• Problem statement
Among the lines below, keep only those from the one containing "use crate::assistant::Assistant;" through the one containing "let document = document.unwrap_or_else(||", and reproduce them exactly.

• The records
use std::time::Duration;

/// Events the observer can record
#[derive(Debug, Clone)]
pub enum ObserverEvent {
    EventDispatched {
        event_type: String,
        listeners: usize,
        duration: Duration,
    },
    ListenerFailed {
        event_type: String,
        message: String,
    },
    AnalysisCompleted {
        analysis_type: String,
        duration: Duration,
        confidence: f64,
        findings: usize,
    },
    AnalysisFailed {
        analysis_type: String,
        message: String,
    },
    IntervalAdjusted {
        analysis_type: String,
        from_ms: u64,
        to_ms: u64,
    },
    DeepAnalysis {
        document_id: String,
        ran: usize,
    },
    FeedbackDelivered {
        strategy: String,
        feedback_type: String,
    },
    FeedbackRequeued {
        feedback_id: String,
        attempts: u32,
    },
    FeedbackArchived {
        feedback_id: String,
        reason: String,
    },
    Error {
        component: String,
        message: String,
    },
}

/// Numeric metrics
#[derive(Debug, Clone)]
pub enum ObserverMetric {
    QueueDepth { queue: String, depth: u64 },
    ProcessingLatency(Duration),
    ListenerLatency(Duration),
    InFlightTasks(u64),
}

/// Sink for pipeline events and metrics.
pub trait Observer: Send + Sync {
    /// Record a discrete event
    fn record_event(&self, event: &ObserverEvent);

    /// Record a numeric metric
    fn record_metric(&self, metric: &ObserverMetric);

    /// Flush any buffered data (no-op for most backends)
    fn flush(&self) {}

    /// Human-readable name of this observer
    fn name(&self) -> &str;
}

---

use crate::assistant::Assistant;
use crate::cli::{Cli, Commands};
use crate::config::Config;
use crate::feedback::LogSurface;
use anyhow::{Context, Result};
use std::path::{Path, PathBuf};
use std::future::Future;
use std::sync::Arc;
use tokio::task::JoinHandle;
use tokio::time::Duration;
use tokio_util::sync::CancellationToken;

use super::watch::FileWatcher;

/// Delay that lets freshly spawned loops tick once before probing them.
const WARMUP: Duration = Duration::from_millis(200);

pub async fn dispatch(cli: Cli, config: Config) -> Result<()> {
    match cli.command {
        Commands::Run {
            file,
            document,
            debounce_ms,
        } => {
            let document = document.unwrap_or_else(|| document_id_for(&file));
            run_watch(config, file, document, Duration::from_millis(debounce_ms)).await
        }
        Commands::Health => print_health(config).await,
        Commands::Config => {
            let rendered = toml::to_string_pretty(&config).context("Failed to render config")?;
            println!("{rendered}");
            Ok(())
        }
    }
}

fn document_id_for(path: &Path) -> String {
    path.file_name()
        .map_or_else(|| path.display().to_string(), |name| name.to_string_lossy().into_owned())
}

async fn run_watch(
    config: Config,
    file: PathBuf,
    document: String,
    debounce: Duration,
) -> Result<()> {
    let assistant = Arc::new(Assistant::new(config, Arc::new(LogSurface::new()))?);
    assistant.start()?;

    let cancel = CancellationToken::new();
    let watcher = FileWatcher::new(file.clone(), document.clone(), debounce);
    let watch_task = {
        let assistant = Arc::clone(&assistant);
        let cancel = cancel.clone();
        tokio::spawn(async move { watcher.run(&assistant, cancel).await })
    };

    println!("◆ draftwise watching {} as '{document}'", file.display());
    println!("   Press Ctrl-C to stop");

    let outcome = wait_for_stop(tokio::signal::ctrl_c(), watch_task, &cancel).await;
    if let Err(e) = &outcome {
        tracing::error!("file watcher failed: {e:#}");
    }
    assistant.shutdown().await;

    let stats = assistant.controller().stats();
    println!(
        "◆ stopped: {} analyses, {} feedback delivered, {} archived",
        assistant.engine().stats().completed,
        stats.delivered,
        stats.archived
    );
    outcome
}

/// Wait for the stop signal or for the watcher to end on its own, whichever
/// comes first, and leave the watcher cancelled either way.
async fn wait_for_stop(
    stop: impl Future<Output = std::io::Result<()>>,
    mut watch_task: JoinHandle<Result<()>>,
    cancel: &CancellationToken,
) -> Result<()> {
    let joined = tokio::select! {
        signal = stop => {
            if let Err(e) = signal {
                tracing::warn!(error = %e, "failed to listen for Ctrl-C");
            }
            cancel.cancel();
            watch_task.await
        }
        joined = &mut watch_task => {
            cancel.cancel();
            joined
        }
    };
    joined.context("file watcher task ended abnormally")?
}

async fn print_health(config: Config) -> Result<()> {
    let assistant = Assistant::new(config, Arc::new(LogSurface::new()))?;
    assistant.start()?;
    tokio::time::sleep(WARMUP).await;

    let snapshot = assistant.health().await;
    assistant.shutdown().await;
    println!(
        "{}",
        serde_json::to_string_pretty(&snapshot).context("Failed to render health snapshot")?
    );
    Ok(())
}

• Response to the exercise
use crate::assistant::Assistant;
use crate::cli::{Cli, Commands};
use crate::config::Config;
use crate::feedback::LogSurface;
use anyhow::{Context, Result};
use std::path::{Path, PathBuf};
use std::future::Future;
use std::sync::Arc;
use tokio::task::JoinHandle;
use tokio::time::Duration;
use tokio_util::sync::CancellationToken;

use super::watch::FileWatcher;

/// Delay that lets freshly spawned loops tick once before probing them.
const WARMUP: Duration = Duration::from_millis(200);

pub async fn dispatch(cli: Cli, config: Config) -> Result<()> {
    match cli.command {
        Commands::Run {
            file,
            document,
            debounce_ms,
        } => {
            let document = document.unwrap_or_else(|| document_id_for(&file));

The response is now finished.